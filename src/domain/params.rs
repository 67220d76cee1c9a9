// Creation parameters in the target catalog's vocabulary. Descriptor enums are
// translated here so the cloners never pass source spellings to the catalog.

use crate::domain::model::{
    Cardinality, DomainFieldType, DomainKind, MergePolicy, Notification, ShapeType, SplitPolicy,
};
use serde::{Deserialize, Serialize};
use std::fmt;

macro_rules! keyword_enum {
    ($name:ident { $($variant:ident => $keyword:literal),+ $(,)? }) => {
        #[derive(Debug, Clone, Copy, PartialEq, Eq, Serialize, Deserialize)]
        pub enum $name {
            $(#[serde(rename = $keyword)] $variant),+
        }

        impl $name {
            pub fn keyword(&self) -> &'static str {
                match self {
                    $($name::$variant => $keyword),+
                }
            }
        }

        impl fmt::Display for $name {
            fn fmt(&self, f: &mut fmt::Formatter<'_>) -> fmt::Result {
                f.write_str(self.keyword())
            }
        }
    };
}

keyword_enum!(GeometryKeyword {
    Point => "POINT",
    Multipoint => "MULTIPOINT",
    Polyline => "POLYLINE",
    Polygon => "POLYGON",
    Multipatch => "MULTIPATCH",
});

keyword_enum!(DomainTypeKeyword {
    Coded => "CODED",
    Range => "RANGE",
});

keyword_enum!(FieldTypeKeyword {
    Short => "SHORT",
    Long => "LONG",
    Float => "FLOAT",
    Double => "DOUBLE",
    Text => "TEXT",
    Date => "DATE",
});

keyword_enum!(SplitPolicyKeyword {
    Default => "DEFAULT",
    Duplicate => "DUPLICATE",
    GeometryRatio => "GEOMETRY_RATIO",
});

keyword_enum!(MergePolicyKeyword {
    AreaWeighted => "AREA_WEIGHTED",
    Default => "DEFAULT",
    SumValues => "SUM_VALUES",
});

keyword_enum!(RelationshipTypeKeyword {
    Simple => "SIMPLE",
    Composite => "COMPOSITE",
});

keyword_enum!(MessageDirection {
    None => "NONE",
    Forward => "FORWARD",
    Back => "BACK",
    Both => "BOTH",
});

keyword_enum!(CardinalityKeyword {
    OneToOne => "ONE_TO_ONE",
    OneToMany => "ONE_TO_MANY",
    ManyToMany => "MANY_TO_MANY",
});

impl GeometryKeyword {
    /// `None` for an undefined shape type.
    pub fn from_shape(shape: ShapeType) -> Option<Self> {
        match shape {
            ShapeType::Point => Some(GeometryKeyword::Point),
            ShapeType::Multipoint => Some(GeometryKeyword::Multipoint),
            ShapeType::Polyline => Some(GeometryKeyword::Polyline),
            ShapeType::Polygon => Some(GeometryKeyword::Polygon),
            ShapeType::Multipatch => Some(GeometryKeyword::Multipatch),
            ShapeType::Any => None,
        }
    }

    pub fn shape_type(&self) -> ShapeType {
        match self {
            GeometryKeyword::Point => ShapeType::Point,
            GeometryKeyword::Multipoint => ShapeType::Multipoint,
            GeometryKeyword::Polyline => ShapeType::Polyline,
            GeometryKeyword::Polygon => ShapeType::Polygon,
            GeometryKeyword::Multipatch => ShapeType::Multipatch,
        }
    }
}

impl From<DomainKind> for DomainTypeKeyword {
    fn from(kind: DomainKind) -> Self {
        match kind {
            DomainKind::CodedValue => DomainTypeKeyword::Coded,
            DomainKind::Range => DomainTypeKeyword::Range,
        }
    }
}

impl From<DomainTypeKeyword> for DomainKind {
    fn from(keyword: DomainTypeKeyword) -> Self {
        match keyword {
            DomainTypeKeyword::Coded => DomainKind::CodedValue,
            DomainTypeKeyword::Range => DomainKind::Range,
        }
    }
}

impl From<DomainFieldType> for FieldTypeKeyword {
    fn from(field_type: DomainFieldType) -> Self {
        match field_type {
            DomainFieldType::Short => FieldTypeKeyword::Short,
            DomainFieldType::Long => FieldTypeKeyword::Long,
            DomainFieldType::Float => FieldTypeKeyword::Float,
            DomainFieldType::Double => FieldTypeKeyword::Double,
            DomainFieldType::Text => FieldTypeKeyword::Text,
            DomainFieldType::Date => FieldTypeKeyword::Date,
        }
    }
}

impl From<FieldTypeKeyword> for DomainFieldType {
    fn from(keyword: FieldTypeKeyword) -> Self {
        match keyword {
            FieldTypeKeyword::Short => DomainFieldType::Short,
            FieldTypeKeyword::Long => DomainFieldType::Long,
            FieldTypeKeyword::Float => DomainFieldType::Float,
            FieldTypeKeyword::Double => DomainFieldType::Double,
            FieldTypeKeyword::Text => DomainFieldType::Text,
            FieldTypeKeyword::Date => DomainFieldType::Date,
        }
    }
}

impl From<SplitPolicy> for SplitPolicyKeyword {
    fn from(policy: SplitPolicy) -> Self {
        match policy {
            SplitPolicy::DefaultValue => SplitPolicyKeyword::Default,
            SplitPolicy::Duplicate => SplitPolicyKeyword::Duplicate,
            SplitPolicy::GeometryRatio => SplitPolicyKeyword::GeometryRatio,
        }
    }
}

impl From<SplitPolicyKeyword> for SplitPolicy {
    fn from(keyword: SplitPolicyKeyword) -> Self {
        match keyword {
            SplitPolicyKeyword::Default => SplitPolicy::DefaultValue,
            SplitPolicyKeyword::Duplicate => SplitPolicy::Duplicate,
            SplitPolicyKeyword::GeometryRatio => SplitPolicy::GeometryRatio,
        }
    }
}

impl From<MergePolicy> for MergePolicyKeyword {
    fn from(policy: MergePolicy) -> Self {
        match policy {
            MergePolicy::AreaWeighted => MergePolicyKeyword::AreaWeighted,
            MergePolicy::DefaultValue => MergePolicyKeyword::Default,
            MergePolicy::SumValues => MergePolicyKeyword::SumValues,
        }
    }
}

impl From<MergePolicyKeyword> for MergePolicy {
    fn from(keyword: MergePolicyKeyword) -> Self {
        match keyword {
            MergePolicyKeyword::AreaWeighted => MergePolicy::AreaWeighted,
            MergePolicyKeyword::Default => MergePolicy::DefaultValue,
            MergePolicyKeyword::SumValues => MergePolicy::SumValues,
        }
    }
}

impl RelationshipTypeKeyword {
    pub fn from_composite(is_composite: bool) -> Self {
        if is_composite {
            RelationshipTypeKeyword::Composite
        } else {
            RelationshipTypeKeyword::Simple
        }
    }
}

impl From<Notification> for MessageDirection {
    fn from(notification: Notification) -> Self {
        match notification {
            Notification::None => MessageDirection::None,
            Notification::Forward => MessageDirection::Forward,
            Notification::Backward => MessageDirection::Back,
            Notification::Both => MessageDirection::Both,
        }
    }
}

impl From<MessageDirection> for Notification {
    fn from(direction: MessageDirection) -> Self {
        match direction {
            MessageDirection::None => Notification::None,
            MessageDirection::Forward => Notification::Forward,
            MessageDirection::Back => Notification::Backward,
            MessageDirection::Both => Notification::Both,
        }
    }
}

impl From<Cardinality> for CardinalityKeyword {
    fn from(cardinality: Cardinality) -> Self {
        match cardinality {
            Cardinality::OneToOne => CardinalityKeyword::OneToOne,
            Cardinality::OneToMany => CardinalityKeyword::OneToMany,
            Cardinality::ManyToMany => CardinalityKeyword::ManyToMany,
        }
    }
}

impl From<CardinalityKeyword> for Cardinality {
    fn from(keyword: CardinalityKeyword) -> Self {
        match keyword {
            CardinalityKeyword::OneToOne => Cardinality::OneToOne,
            CardinalityKeyword::OneToMany => Cardinality::OneToMany,
            CardinalityKeyword::ManyToMany => Cardinality::ManyToMany,
        }
    }
}

/// Template-driven properties (M/Z, spatial reference) follow the template.
#[derive(Debug, Clone, Copy, PartialEq, Eq, Serialize, Deserialize)]
pub enum TemplateProperty {
    #[serde(rename = "SAME_AS_TEMPLATE")]
    SameAsTemplate,
}

#[derive(Debug, Clone, PartialEq, Serialize, Deserialize)]
pub struct FeatureClassParams {
    pub catalog_path: String,
    pub name: String,
    pub geometry: GeometryKeyword,
    /// Source dataset path used as the schema template.
    pub template: String,
    pub has_m: TemplateProperty,
    pub has_z: TemplateProperty,
    /// Dataset whose spatial reference is inherited.
    pub spatial_reference: String,
}

#[derive(Debug, Clone, PartialEq, Serialize, Deserialize)]
pub struct TableParams {
    pub catalog_path: String,
    pub name: String,
    pub template: String,
}

#[derive(Debug, Clone, PartialEq, Serialize, Deserialize)]
pub struct DomainParams {
    pub catalog_path: String,
    pub name: String,
    pub description: String,
    pub field_type: FieldTypeKeyword,
    pub domain_type: DomainTypeKeyword,
    pub split_policy: SplitPolicyKeyword,
    pub merge_policy: MergePolicyKeyword,
}

#[derive(Debug, Clone, PartialEq, Serialize, Deserialize)]
pub struct RelationshipClassParams {
    pub origin_table: String,
    pub destination_table: String,
    /// Full output path: `<target catalog>/<name>`.
    pub out_path: String,
    pub relationship_type: RelationshipTypeKeyword,
    pub forward_label: String,
    pub backward_label: String,
    pub message_direction: MessageDirection,
    pub cardinality: CardinalityKeyword,
    pub attributed: bool,
    pub origin_primary_key: String,
    pub origin_foreign_key: String,
    pub destination_primary_key: Option<String>,
    pub destination_foreign_key: Option<String>,
}

#[cfg(test)]
mod tests {
    use super::*;

    #[test]
    fn test_notification_maps_backward_to_back() {
        assert_eq!(MessageDirection::from(Notification::Backward).keyword(), "BACK");
        assert_eq!(MessageDirection::from(Notification::None).keyword(), "NONE");
    }

    #[test]
    fn test_undefined_shape_has_no_geometry_keyword() {
        assert_eq!(GeometryKeyword::from_shape(ShapeType::Any), None);
        assert_eq!(
            GeometryKeyword::from_shape(ShapeType::Polygon).map(|g| g.keyword()),
            Some("POLYGON")
        );
    }

    #[test]
    fn test_keywords_serialize_in_catalog_vocabulary() {
        let json = serde_json::to_string(&SplitPolicyKeyword::GeometryRatio).unwrap();
        assert_eq!(json, "\"GEOMETRY_RATIO\"");
        assert_eq!(MergePolicyKeyword::from(MergePolicy::DefaultValue).to_string(), "DEFAULT");
        assert_eq!(RelationshipTypeKeyword::from_composite(true).keyword(), "COMPOSITE");
    }
}
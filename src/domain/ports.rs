use crate::domain::model::{DatasetDescriptor, DomainDescriptor};
use crate::domain::params::{DomainParams, FeatureClassParams, RelationshipClassParams, TableParams};
use crate::utils::error::Result;
use async_trait::async_trait;

/// Metadata catalog holding datasets, domains and relationship classes.
///
/// Paths are `<catalog path>/<dataset name>`. Calls are awaited one at a
/// time by the clone engine; implementations need not tolerate concurrent
/// mutation of the same catalog.
#[async_trait]
pub trait Catalog: Send + Sync {
    async fn describe(&self, path: &str) -> Result<DatasetDescriptor>;
    async fn exists(&self, path: &str) -> Result<bool>;
    async fn list_domains(&self, catalog_path: &str) -> Result<Vec<DomainDescriptor>>;

    async fn create_feature_class(&self, params: &FeatureClassParams) -> Result<()>;
    async fn create_table(&self, params: &TableParams) -> Result<()>;

    async fn create_domain(&self, params: &DomainParams) -> Result<()>;
    async fn add_coded_value(
        &self,
        catalog_path: &str,
        domain: &str,
        code: &str,
        label: &str,
    ) -> Result<()>;
    async fn set_range_value(&self, catalog_path: &str, domain: &str, min: f64, max: f64)
        -> Result<()>;

    async fn create_relationship_class(&self, params: &RelationshipClassParams) -> Result<()>;
    /// Attributed variant: attribute fields come from an intermediate table.
    async fn create_relationship_class_from_table(
        &self,
        params: &RelationshipClassParams,
        table: &str,
        fields: &[String],
    ) -> Result<()>;

    async fn delete(&self, path: &str) -> Result<()>;
    /// Copies the structure of `template` into a scratch table and returns
    /// the scratch table's path. Callers must `delete` it when done.
    async fn create_transient_table(&self, template: &str) -> Result<String>;
}

#[derive(Debug, Clone, Copy, PartialEq, Eq)]
pub enum MessageLevel {
    Info,
    Warning,
    Error,
}

/// Step progress and leveled messages. Purely observational.
pub trait ProgressReporter: Send + Sync {
    fn start(&self, total: usize);
    fn set_label(&self, label: &str);
    fn advance(&self);
    fn message(&self, level: MessageLevel, text: &str);

    fn info(&self, text: &str) {
        self.message(MessageLevel::Info, text);
    }

    fn warning(&self, text: &str) {
        self.message(MessageLevel::Warning, text);
    }

    fn error(&self, text: &str) {
        self.message(MessageLevel::Error, text);
    }
}

/// Source of run settings (command line, TOML file).
pub trait ConfigProvider: Send + Sync {
    fn datasets(&self) -> &[String];
    fn target_catalog(&self) -> &str;
    fn overwrite(&self) -> bool;
}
● ● ● ● ● ● ●
● WORK ORDER:
For every line above that includes the word "fields", return the line.

● ANSWER AREA:
    /// Attributed variant: attribute fields come from an intermediate table.
        fields: &[String],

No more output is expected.